Announced earlier today by Prime Minister Malcolm Turnbull and Treasurer Scott Morrison, the effects test will be included in section 46 of the Competition and Consumer Act 2010 (CCA) as recommended by the Harper Review. It will replace the existing ‘purpose test’ to shift the onus of consideration from a company’s purpose in undertaking conduct to the effects that conduct can have on competition.
NFF Chief Executive Officer, Tony Mahar, said the effects test had been the subject of significant NFF advocacy efforts given its importance to building open and transparent marketplaces that facilitate high levels of competition.
“This shift towards examining the effects of behaviour will mean a more objective measure to assess the impacts of misuse of market power and anti-competitive behaviour within the supply chain,” Mr Mahar said.

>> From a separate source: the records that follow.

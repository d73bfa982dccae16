//! Hero/detail image selection.
//!
//! One shared mode decides what a click means. Hero and detail roles never
//! overlap, the detail set is capped at three, and clicking past the cap is a
//! silent no-op. Progression is gated by [`ImageCuration::can_proceed`].

use crate::models::ImageRef;
use serde::{Deserialize, Serialize};

pub const DETAIL_SLOTS: usize = 3;

#[derive(Debug, Clone, Copy, Default, PartialEq, Eq, Serialize, Deserialize)]
#[serde(rename_all = "snake_case")]
pub enum SelectionMode {
    #[default]
    Hero,
    Details,
}

#[derive(Debug, Clone, Copy, PartialEq, Eq, Serialize)]
#[serde(tag = "outcome", rename_all = "snake_case")]
pub enum ClickOutcome {
    HeroSet,
    HeroUnchanged,
    DetailAdded { position: usize },
    DetailRemoved,
    CapReached,
    NotInPool,
}

#[derive(Debug, Clone, Copy, PartialEq, Eq, Serialize)]
#[serde(tag = "kind", rename_all = "snake_case")]
pub enum TileRole {
    Hero,
    Detail { position: usize },
    None,
}

#[derive(Debug, Clone, PartialEq, Eq, Serialize)]
pub struct ImageTile {
    pub image: ImageRef,
    pub role: TileRole,
    pub disabled: bool,
}

/// A selection that satisfied the cardinality gate.
#[derive(Debug, Clone, PartialEq, Eq, Serialize)]
pub struct CompleteSelection {
    pub hero: ImageRef,
    pub details: [ImageRef; DETAIL_SLOTS],
}

impl CompleteSelection {
    pub fn new(hero: ImageRef, details: Vec<ImageRef>) -> Option<Self> {
        let details: [ImageRef; DETAIL_SLOTS] = details.try_into().ok()?;
        let distinct = details
            .iter()
            .enumerate()
            .all(|(i, d)| *d != hero && !details[..i].contains(d));
        distinct.then_some(Self { hero, details })
    }
}

#[derive(Debug, Clone, PartialEq, Eq)]
pub struct ImageCuration {
    images: Vec<ImageRef>,
    mode: SelectionMode,
    hero: Option<ImageRef>,
    details: Vec<ImageRef>,
}

impl ImageCuration {
    pub fn new(images: Vec<ImageRef>) -> Self {
        Self {
            images,
            mode: SelectionMode::Hero,
            hero: None,
            details: Vec::with_capacity(DETAIL_SLOTS),
        }
    }

    /// Rebuilds curation after back-navigation, dropping anything that is no
    /// longer part of the pool.
    pub fn restore(images: Vec<ImageRef>, hero: Option<ImageRef>, details: &[ImageRef]) -> Self {
        let mut curation = Self::new(images);
        curation.hero = hero.filter(|h| curation.images.contains(h));
        for detail in details {
            if curation.details.len() < DETAIL_SLOTS
                && curation.images.contains(detail)
                && curation.hero.as_ref() != Some(detail)
                && !curation.details.contains(detail)
            {
                curation.details.push(detail.clone());
            }
        }
        curation
    }

    pub fn mode(&self) -> SelectionMode {
        self.mode
    }

    pub fn hero(&self) -> Option<&ImageRef> {
        self.hero.as_ref()
    }

    pub fn details(&self) -> &[ImageRef] {
        &self.details
    }

    pub fn set_mode(&mut self, mode: SelectionMode) {
        self.mode = mode;
    }

    pub fn click_image(&mut self, image: &ImageRef) -> ClickOutcome {
        if !self.images.contains(image) {
            return ClickOutcome::NotInPool;
        }
        match self.mode {
            SelectionMode::Hero => self.assign_hero(image),
            SelectionMode::Details => self.toggle_detail(image),
        }
    }

    fn assign_hero(&mut self, image: &ImageRef) -> ClickOutcome {
        if self.hero.as_ref() == Some(image) {
            return ClickOutcome::HeroUnchanged;
        }
        self.details.retain(|d| d != image);
        self.hero = Some(image.clone());
        ClickOutcome::HeroSet
    }

    fn toggle_detail(&mut self, image: &ImageRef) -> ClickOutcome {
        if let Some(idx) = self.details.iter().position(|d| d == image) {
            self.details.remove(idx);
            return ClickOutcome::DetailRemoved;
        }
        if self.details.len() >= DETAIL_SLOTS {
            return ClickOutcome::CapReached;
        }
        if self.hero.as_ref() == Some(image) {
            self.hero = None;
        }
        self.details.push(image.clone());
        ClickOutcome::DetailAdded {
            position: self.details.len(),
        }
    }

    /// 1-based insertion position of a detail image. Display only.
    pub fn detail_position(&self, image: &ImageRef) -> Option<usize> {
        self.details.iter().position(|d| d == image).map(|i| i + 1)
    }

    pub fn is_disabled(&self, image: &ImageRef) -> bool {
        self.mode == SelectionMode::Details
            && self.details.len() >= DETAIL_SLOTS
            && !self.details.contains(image)
    }

    pub fn can_proceed(&self) -> bool {
        self.hero.is_some() && self.details.len() == DETAIL_SLOTS
    }

    pub fn complete(&self) -> Option<CompleteSelection> {
        if !self.can_proceed() {
            return None;
        }
        CompleteSelection::new(self.hero.clone()?, self.details.clone())
    }

    pub fn tiles(&self) -> Vec<ImageTile> {
        self.images
            .iter()
            .map(|image| {
                let role = if self.hero.as_ref() == Some(image) {
                    TileRole::Hero
                } else if let Some(position) = self.detail_position(image) {
                    TileRole::Detail { position }
                } else {
                    TileRole::None
                };
                ImageTile {
                    image: image.clone(),
                    role,
                    disabled: self.is_disabled(image),
                }
            })
            .collect()
    }
}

“While we do not view this as a silver bullet solution we do see it as an important tool to not only improve competitiveness but also to drive innovation, productivity and profitability across the sector.
“The test, in conjunction with the appointment of Mick Keogh as the the Australian Competition and Consumer Commission’s first Agricultural Commissioner, most certainly creates a more level playing field for all supply chain participants.
“This has been an advocacy priority for our organisation and we applaud the efforts of the Deputy Prime Minister and the Nationals in also being proponents of the effects test, as well as Treasurer Scott Morrison for being consultative in approach and listening to industry.
“Agriculture has burgeoning global opportunities which, if prioritised accordingly, will be a lead contributor to the national economy. The industry deserves to be positioned as an economic priority, including having a legal framework that facilitates growth and financial gain for all, starting at the very foundation of the sector – the primary producer.”